The problem both manufacturers and consumers face is the economics behind manufacturing, testing and purchasing/selling a POE filtration system that can reduce arsenic. In order to have a POE system tested and certified to NSF/ANSI Standard 53, there are several things to consider.
Arsenic occurs in two forms: pentavalent and trivalent. Depending on the water source, arsenic may be present in either or both forms. Furthermore, due to the variability of arsenic levels in water, the standard allows manufacturers to choose between an influent challenge of either 0.3 mg/L or 0.05 mg/L.
In either case, the allowable effluent level is 0.01 mg/L in product water. The standard also requires that arsenic reduction testing be conducted with water at pH levels of both 6.5 and 8.5.
Typically, trivalent arsenic is more difficult to remove; however, it can be converted to pentavalent arsenic. To facilitate the conversion, detectable free chlorine residual must be present. When an oxidant such as free chlorine is present, it can effectively convert trivalent arsenic to the pentavalent form.
Even though this conversion is possible, and testing only for pentavalent arsenic is acceptable, the most marketable system would be tested for both forms. To do so would require a total of four reduction tests to be performed: trivalent at 6.5 pH, trivalent at 8.5 pH, pentavalent at 6.5 pH and pentavalent at 8.5 pH.

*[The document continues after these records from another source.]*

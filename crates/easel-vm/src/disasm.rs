//! Human-readable rendering of an [`ExecutionModule`].

use std::fmt::Write;

use crate::module::ExecutionModule;
use crate::opcodes::Opcode;

/// Render pools, function table and the instruction stream, one line per
/// instruction, with literal operands resolved inline.
pub fn disassemble(module: &ExecutionModule) -> String {
    let mut out = String::new();
    let _ = writeln!(out, "module {}", module.name);

    if !module.strings.is_empty() {
        let _ = writeln!(out, "  strings:");
        for (i, s) in module.strings.iter().enumerate() {
            let _ = writeln!(out, "    [{i}] {s:?}");
        }
    }
    if !module.integers.is_empty() {
        let _ = writeln!(out, "  integers:");
        for (i, v) in module.integers.iter().enumerate() {
            let _ = writeln!(out, "    [{i}] {v}");
        }
    }
    if !module.floats.is_empty() {
        let _ = writeln!(out, "  floats:");
        for (i, v) in module.floats.iter().enumerate() {
            let _ = writeln!(out, "    [{i}] {v}");
        }
    }

    for (fi, func) in module.functions.iter().enumerate() {
        let init = if module.initializer == Some(fi) {
            " (initializer)"
        } else {
            ""
        };
        let variadic = if func.variadic { " variadic" } else { "" };
        let _ = writeln!(out, "  fn [{fi}] {}{variadic}{init}:", func.name);
        for k in 0..func.len {
            let at = func.begin + k;
            let Some(ins) = module.instruction_at(at) else {
                let _ = writeln!(out, "    {at:4}  <out of range>");
                continue;
            };
            let mut line = format!("    {at:4}  {}", ins.opcode.mnemonic());
            match ins.opcode {
                Opcode::Nop
                | Opcode::RetNull
                | Opcode::PushNull
                | Opcode::PushTrue
                | Opcode::PushFalse
                | Opcode::PushArray
                | Opcode::PushObject
                | Opcode::BeginFunction
                | Opcode::EndFunction => {}
                Opcode::PushStr => {
                    let lit = module
                        .string_at(ins.operand1 as usize)
                        .map(|s| format!(" {s:?}"))
                        .unwrap_or_default();
                    let _ = write!(line, " {}{lit}", ins.operand1);
                }
                Opcode::PushInt => {
                    let lit = module
                        .integer_at(ins.operand1 as usize)
                        .map(|v| format!(" ; {v}"))
                        .unwrap_or_default();
                    let _ = write!(line, " {}{lit}", ins.operand1);
                }
                Opcode::PushFlt => {
                    let lit = module
                        .float_at(ins.operand1 as usize)
                        .map(|v| format!(" ; {v}"))
                        .unwrap_or_default();
                    let _ = write!(line, " {}{lit}", ins.operand1);
                }
                Opcode::PopN
                | Opcode::Dup
                | Opcode::Ret
                | Opcode::CreateClosure
                | Opcode::GlobalGetVar
                | Opcode::ModuleGetVar
                | Opcode::LoadModule => {
                    let _ = write!(line, " {}", ins.operand1);
                }
                _ => {
                    let _ = write!(line, " {}, {}", ins.operand1, ins.operand2);
                }
            }
            let _ = writeln!(out, "{line}");
        }
    }
    out
}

Beyond the number of tests, increased costs are incurred because the testing is for a health claim. When a system is tested for a health claim, it is tested to either 120% of product life (if the system has a performance indicator) or 200% of product life (if the system does not have a performance indicator).
In addition, because arsenic reduction systems usually are constructed with an exhaustive media and are used for whole-house applications in which significant amounts of water are flushed down toilets or used for dish or clothes washing, their capacities are typically upwards of 50,000 to 100,000 gal. These two facts mean that the system will be required to be tested for 60,000 to 200,000 gal.
A test with that much water could run for months, depending on the flow rate used. Any test that takes months to run will increase the cost of the test significantly, compared to POU testing that may last only for a few days to a few weeks.
The good news is that there is a task group working toward the goal of finding a way to allow more systems to enter the market by performing the certification challenge testing in a more economical manner. The group has been working on different testing protocols that would provide a significant reduction in the amount of water and the number of days the test runs. It is assumed that these theories and concepts will be transferable to many health claims in addition to arsenic.
Certified POU residential water treatment systems with the ability to reduce arsenic or other health claims are common and affordable. Certified POE systems with the same capabilities are few and far between.
Costs that are incurred when attempting to obtain certification are substantial. Hope is on the way to alleviate some of the financial burden in getting these types of whole-house systems certified.
At this time, POE options for the reduction of arsenic are severely limited. Due to the high costs of testing, the Water Quality Assn. has certified only one family of whole-house systems that have the capability of reducing arsenic.